Mommy fears
- jenahpeters
- Jun 19, 2015
- 2 min read

I love my bedroom. I love my bed (a lot. It's memory foam. It's awesome.) I love that the windows let in the cool night air. But I want to wake up to this. To mountains and lakes. To God's decorating instead of mine.
On Wednesday, Jimi came to work and ate lunch with me. I told him that I thought we should go camping...on Friday. We tentatively made plans and I even told a few people we were going. And then last night I totally backed out. It was late (too many Agents of S.H.I.E.L.D episodes...oops). I didn't think I could pull all the stuff together. I turned into a total chicken.
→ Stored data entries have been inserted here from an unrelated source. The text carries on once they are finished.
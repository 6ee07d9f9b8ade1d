#![no_main]

use cl_anoncreds::lattice::{pack_fes, unpack_fes, unpack_fes_loose, Q};
use libfuzzer_sys::fuzz_target;

fuzz_target!(|data: &[u8]| {
    let _ = unpack_fes_loose(data);

    match unpack_fes(data, Q) {
        Ok(fes) => {
            assert_eq!(data.len() % 3, 0);
            let packed = pack_fes(&fes).expect("reduced elements fit in three bytes");
            assert_eq!(unpack_fes(&packed, Q).unwrap(), fes);
        }
        Err(_) => assert_ne!(data.len() % 3, 0),
    }
});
Then this morning I figured, naw, I can do this. And I got out the tent and the sleeping bags. Then I chickened out again and thought, "maybe we can sleep outside in the backyard!" (Knowing full well it won't happen.)
Then I decided, no. We're doing this. We're going camping. With a 15 month old. We're going to wake up somewhere beautiful tomorrow. So Jimi got out the rest of the gear. And we're going tonight after work. Hopefully.
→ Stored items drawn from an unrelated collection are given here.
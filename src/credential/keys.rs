use core::fmt;

use num_bigint::BigInt;
use rand::{CryptoRng, RngCore};
use serde::{Deserialize, Serialize};

use super::SystemParameters;
use crate::primitives::modular::{generate_safe_prime, is_safe_prime, mod_pow};
use crate::primitives::rng::{random_below, random_unit};
use crate::zkproof::BaseMap;
use crate::{Error, Result};

/// The issuer's secret factorization `N = P * Q` with `P = 2P' + 1`, `Q = 2Q' + 1`.
///
/// Only the issuer holds it. It is deliberately neither serializable nor printable, and
/// it is used only to invert exponents modulo the secret order `P' * Q'`.
#[derive(Clone)]
pub struct SecretKey {
    p: BigInt,
    q: BigInt,
    p_prime: BigInt,
    q_prime: BigInt,
}

impl SecretKey {
    /// Builds a secret key from two distinct safe primes.
    ///
    /// # Errors
    ///
    /// Returns an error if the primes are equal or either one is not a safe prime.
    pub fn from_safe_primes(p: BigInt, q: BigInt) -> Result<Self> {
        if p == q {
            return Err(Error::InvalidParams(
                "secret key primes must be distinct".to_string(),
            ));
        }

        if !is_safe_prime(&p) || !is_safe_prime(&q) {
            return Err(Error::InvalidParams(
                "secret key primes must be safe primes".to_string(),
            ));
        }

        let p_prime = (&p - 1u32) >> 1u32;
        let q_prime = (&q - 1u32) >> 1u32;

        Ok(Self {
            p,
            q,
            p_prime,
            q_prime,
        })
    }

    /// Generates a fresh secret key for an `ln`-bit modulus.
    ///
    /// # Errors
    ///
    /// Returns [`Error::InvalidParams`] if `ln / 2` is below the smallest supported prime size.
    pub fn generate<R: RngCore + CryptoRng>(params: &SystemParameters, rng: &mut R) -> Result<Self> {
        let half = params.ln / 2;
        let p = generate_safe_prime(rng, half)?;
        loop {
            let q = generate_safe_prime(rng, half)?;
            if q != p {
                return Self::from_safe_primes(p, q);
            }
        }
    }

    /// The RSA modulus `N = P * Q`.
    pub fn modulus(&self) -> BigInt {
        &self.p * &self.q
    }

    /// The secret order `P' * Q'` of the quadratic residues modulo `N`.
    pub fn order(&self) -> BigInt {
        &self.p_prime * &self.q_prime
    }
}

impl fmt::Debug for SecretKey {
    fn fmt(&self, f: &mut fmt::Formatter<'_>) -> fmt::Result {
        f.debug_struct("SecretKey").finish_non_exhaustive()
    }
}

/// The issuer's public key: modulus, bases `S` and `Z`, and generators `R`.
///
/// `R[0]` is reserved for the holder's committed secret; `R[1..]` carry the cleartext
/// attributes in order.
#[derive(Clone, Debug, PartialEq, Eq, Serialize, Deserialize)]
pub struct PublicKey {
    #[serde(rename = "N")]
    pub n: BigInt,
    #[serde(rename = "S")]
    pub s: BigInt,
    #[serde(rename = "Z")]
    pub z: BigInt,
    #[serde(rename = "R")]
    pub r: Vec<BigInt>,
    #[serde(rename = "Params")]
    pub params: SystemParameters,
}

impl PublicKey {
    /// Generates the public key matching `sk`, with room for `num_attributes` cleartext
    /// attributes.
    pub fn generate<R: RngCore + CryptoRng>(
        sk: &SecretKey,
        num_attributes: usize,
        params: &SystemParameters,
        rng: &mut R,
    ) -> Result<Self> {
        let n = sk.modulus();
        let order = sk.order();

        let root = random_unit(rng, &n);
        let s = (&root * &root) % &n;

        // exponents in [2, order)
        let random_power = |rng: &mut R| -> Result<BigInt> {
            let exponent = random_below(rng, &(&order - 2u32)) + 2u32;
            mod_pow(&s, &exponent, &n)
        };

        let z = random_power(rng)?;
        let r = (0..=num_attributes)
            .map(|_| random_power(rng))
            .collect::<Result<Vec<_>>>()?;

        Ok(Self {
            n,
            s,
            z,
            r,
            params: *params,
        })
    }

    /// Number of cleartext attributes the key can sign, excluding the reserved slot.
    pub fn num_attributes(&self) -> usize {
        self.r.len().saturating_sub(1)
    }

    /// Named bases for proofs: `S`, `Z` and `R0`, `R1`, ...
    pub fn bases(&self) -> BaseMap {
        let mut bases = BaseMap::new()
            .with("S", self.s.clone())
            .with("Z", self.z.clone());
        for (i, r) in self.r.iter().enumerate() {
            bases.insert(format!("R{i}"), r.clone());
        }
        bases
    }
}

/// Generates a secret key and its public key.
pub fn generate_key_pair<R: RngCore + CryptoRng>(
    params: &SystemParameters,
    num_attributes: usize,
    rng: &mut R,
) -> Result<(SecretKey, PublicKey)> {
    let sk = SecretKey::generate(params, rng)?;
    let pk = PublicKey::generate(&sk, num_attributes, params, rng)?;
    tracing::debug!(ln = params.ln, num_attributes, "generated issuer key pair");
    Ok((sk, pk))
}

#[cfg(test)]
mod tests {
    use super::*;
    use crate::credential::BaseParameters;
    use num_traits::One;
    use crate::zkproof::BaseLookup;
    use crate::primitives::modular::gcd;
    use crate::SecureRng;

    fn is_unit(x: &BigInt, n: &BigInt) -> bool {
        gcd(x, n).is_one()
    }

    #[test]
    fn rejects_equal_or_unsafe_primes() {
        let p = BigInt::from(23u32);
        assert!(SecretKey::from_safe_primes(p.clone(), p).is_err());
        assert!(SecretKey::from_safe_primes(BigInt::from(23u32), BigInt::from(29u32)).is_err());
    }

    #[test]
    fn small_key_pair_has_expected_shape() {
        let mut rng = SecureRng::new();
        let sk = SecretKey::from_safe_primes(BigInt::from(1019u32), BigInt::from(1187u32)).unwrap();
        assert_eq!(sk.order(), BigInt::from(509u32 * 593));

        let params = SystemParameters::default_for(1024).unwrap();
        let pk = PublicKey::generate(&sk, 3, &params, &mut rng).unwrap();
        assert_eq!(pk.n, BigInt::from(1019u32 * 1187));
        assert_eq!(pk.r.len(), 4);
        assert_eq!(pk.num_attributes(), 3);

        // every base is a quadratic residue, so it has order dividing P'Q'
        for base in pk.r.iter().chain([&pk.s, &pk.z]) {
            assert!(is_unit(base, &pk.n));
            assert_eq!(mod_pow(base, &sk.order(), &pk.n).unwrap(), BigInt::one());
        }

        let bases = pk.bases();
        assert_eq!(bases.base("R3"), Some(&pk.r[3]));
        assert_eq!(bases.base("S"), Some(&pk.s));
    }

    #[test]
    fn debug_hides_factors() {
        let sk = SecretKey::from_safe_primes(BigInt::from(1019u32), BigInt::from(1187u32)).unwrap();
        assert!(!format!("{sk:?}").contains("1019"));
    }

    #[test]
    fn generated_key_pair_is_consistent() {
        let mut rng = SecureRng::new();
        let params = SystemParameters::derive(BaseParameters {
            ln: 256,
            lh: 256,
            lm: 16,
            lstatzk: 8,
        });
        let (sk, pk) = generate_key_pair(&params, 2, &mut rng).unwrap();

        assert_eq!(pk.n, &sk.p * &sk.q);
        assert_eq!(pk.n, sk.modulus());
        assert_ne!(sk.p, sk.q);
        assert_eq!(sk.p.bits(), 128);
        assert_eq!(sk.q.bits(), 128);
        assert!(is_safe_prime(&sk.p) && is_safe_prime(&sk.q));
        assert_eq!(sk.order(), &sk.p_prime * &sk.q_prime);
        assert_eq!(&sk.p, &(&sk.p_prime * 2u32 + 1u32));
        assert_eq!(pk.params, params);
        assert_eq!(pk.num_attributes(), 2);

        for base in pk.r.iter().chain([&pk.s, &pk.z]) {
            assert!(is_unit(base, &pk.n));
            assert_eq!(mod_pow(base, &sk.order(), &pk.n).unwrap(), BigInt::one());
        }
    }

    #[test]
    fn generation_refuses_undersized_modulus() {
        let mut rng = SecureRng::new();
        let params = SystemParameters::derive(BaseParameters {
            ln: 64,
            lh: 256,
            lm: 16,
            lstatzk: 8,
        });
        assert!(matches!(
            generate_key_pair(&params, 1, &mut rng),
            Err(Error::InvalidParams(_))
        ));
    }
}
I don't know where all this indecision is coming from. This fear to try things, to let my baby experience things. Heck, I'm afraid of her getting a misquito bite. I freaked when one landed on her the other night. My brain just runs wild and I think, "What if that one had West Nile Virus? Is that even still a thing? What if she scratches it and scars that sweet baby skin? What if she gets sick? What if I can't protect her from everything?"
Well, here's the truth bomb. I can't. I can't protect her from everything. I have a toddler whose first word when she wakes up everyday is "Outside!" Outside. Outside. Tears until we go Outside. And Outside can be a scary place. There is concrete to scrape knees on. Dirt to eat. Naughty kids to imitate. Bugs that sting and hills to fall down. And by keeping her away from all those scary things (that she isn't scared of at all!) I'm also keeping her away from beauty. God made Outside. I made inside. It's our haven, yes, but while sheltering us from the bad, it can also keep out the good.
My heart longs for adventure and beauty and Outside, just like my sweet girl. But I've learned to suppress that longing with comfort and air conditioning and a fridge full of food. I've learned to fear being hurt or hot or hungry. Even my really legit tent seems a bit more rustic that it did a few years ago.
I don't know how tonight will go. We might end up driving back at 3 am. And if we do that's ok. I'm not going to get angry or complain. I'm not going to worry about Lizzy's schedule or my own agenda. (ok. I might worry a little). But I'm going to try my very very best to just trust that what God made is good and worth discomfort to experience.